**TASK ITEM**
Your answer should consist of every line in the records that holds "anyhow".

Excerpts from a dataset:

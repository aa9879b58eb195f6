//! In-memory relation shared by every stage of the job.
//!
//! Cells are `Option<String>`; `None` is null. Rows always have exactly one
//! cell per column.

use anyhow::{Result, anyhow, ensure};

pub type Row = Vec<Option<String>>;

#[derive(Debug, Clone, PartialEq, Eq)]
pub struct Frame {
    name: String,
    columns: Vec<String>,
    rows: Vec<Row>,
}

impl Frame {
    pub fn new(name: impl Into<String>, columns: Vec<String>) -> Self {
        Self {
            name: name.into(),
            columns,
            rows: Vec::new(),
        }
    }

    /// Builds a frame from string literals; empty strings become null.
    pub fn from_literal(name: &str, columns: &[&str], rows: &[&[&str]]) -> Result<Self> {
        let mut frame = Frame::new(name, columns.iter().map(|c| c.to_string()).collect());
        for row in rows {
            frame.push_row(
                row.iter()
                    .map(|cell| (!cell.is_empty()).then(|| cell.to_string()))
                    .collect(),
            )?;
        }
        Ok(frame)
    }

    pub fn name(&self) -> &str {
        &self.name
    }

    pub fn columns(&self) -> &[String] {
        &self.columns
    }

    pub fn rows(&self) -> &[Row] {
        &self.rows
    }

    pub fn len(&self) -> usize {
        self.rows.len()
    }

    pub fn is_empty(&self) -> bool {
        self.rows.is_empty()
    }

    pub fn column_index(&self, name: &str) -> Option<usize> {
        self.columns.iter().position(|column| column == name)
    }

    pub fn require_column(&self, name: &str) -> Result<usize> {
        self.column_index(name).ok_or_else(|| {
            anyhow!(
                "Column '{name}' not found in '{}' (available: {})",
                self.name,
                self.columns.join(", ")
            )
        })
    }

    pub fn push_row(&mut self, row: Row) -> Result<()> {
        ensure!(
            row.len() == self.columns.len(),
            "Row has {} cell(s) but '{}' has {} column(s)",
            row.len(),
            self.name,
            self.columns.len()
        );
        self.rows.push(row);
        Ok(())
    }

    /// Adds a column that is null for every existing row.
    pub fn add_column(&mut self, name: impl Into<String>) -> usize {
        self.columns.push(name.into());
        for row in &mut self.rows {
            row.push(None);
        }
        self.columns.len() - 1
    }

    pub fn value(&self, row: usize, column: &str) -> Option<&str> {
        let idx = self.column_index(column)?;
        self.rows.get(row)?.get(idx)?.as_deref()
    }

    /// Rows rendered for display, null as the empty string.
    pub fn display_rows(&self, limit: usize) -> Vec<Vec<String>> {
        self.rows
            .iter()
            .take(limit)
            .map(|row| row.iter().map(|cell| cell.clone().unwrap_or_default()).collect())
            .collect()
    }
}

...

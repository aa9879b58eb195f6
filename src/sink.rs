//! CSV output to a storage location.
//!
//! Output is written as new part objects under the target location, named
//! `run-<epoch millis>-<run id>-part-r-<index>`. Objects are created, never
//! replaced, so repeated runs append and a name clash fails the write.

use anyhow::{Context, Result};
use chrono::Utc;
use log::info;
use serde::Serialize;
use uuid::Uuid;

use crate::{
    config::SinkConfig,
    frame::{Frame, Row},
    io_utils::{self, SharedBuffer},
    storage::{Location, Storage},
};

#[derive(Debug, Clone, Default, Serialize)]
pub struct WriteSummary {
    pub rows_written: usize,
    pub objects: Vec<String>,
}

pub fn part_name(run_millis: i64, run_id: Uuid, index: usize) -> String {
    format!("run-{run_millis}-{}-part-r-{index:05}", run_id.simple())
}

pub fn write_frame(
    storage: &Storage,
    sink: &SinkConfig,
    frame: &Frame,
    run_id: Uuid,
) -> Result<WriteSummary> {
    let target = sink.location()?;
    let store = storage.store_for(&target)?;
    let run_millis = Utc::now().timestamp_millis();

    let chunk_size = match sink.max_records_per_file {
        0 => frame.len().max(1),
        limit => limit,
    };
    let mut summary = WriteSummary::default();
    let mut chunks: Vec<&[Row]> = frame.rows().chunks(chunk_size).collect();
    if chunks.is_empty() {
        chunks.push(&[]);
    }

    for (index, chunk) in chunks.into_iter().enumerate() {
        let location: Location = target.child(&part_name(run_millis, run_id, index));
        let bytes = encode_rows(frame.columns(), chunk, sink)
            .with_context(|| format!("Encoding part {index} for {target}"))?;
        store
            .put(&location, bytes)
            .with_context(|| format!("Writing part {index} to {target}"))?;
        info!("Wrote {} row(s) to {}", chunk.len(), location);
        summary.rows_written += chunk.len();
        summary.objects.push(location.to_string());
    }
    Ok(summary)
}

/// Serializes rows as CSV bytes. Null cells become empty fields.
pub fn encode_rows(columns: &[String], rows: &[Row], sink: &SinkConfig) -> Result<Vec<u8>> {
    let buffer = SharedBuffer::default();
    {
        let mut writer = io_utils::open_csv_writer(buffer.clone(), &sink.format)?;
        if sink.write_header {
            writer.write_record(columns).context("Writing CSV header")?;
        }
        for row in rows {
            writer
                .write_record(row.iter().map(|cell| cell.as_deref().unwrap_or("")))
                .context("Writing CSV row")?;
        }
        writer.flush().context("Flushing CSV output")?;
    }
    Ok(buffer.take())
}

**WRITTEN RESPONSE**
use anyhow::{Result, anyhow, ensure};
            anyhow!(
use anyhow::{Context, Result};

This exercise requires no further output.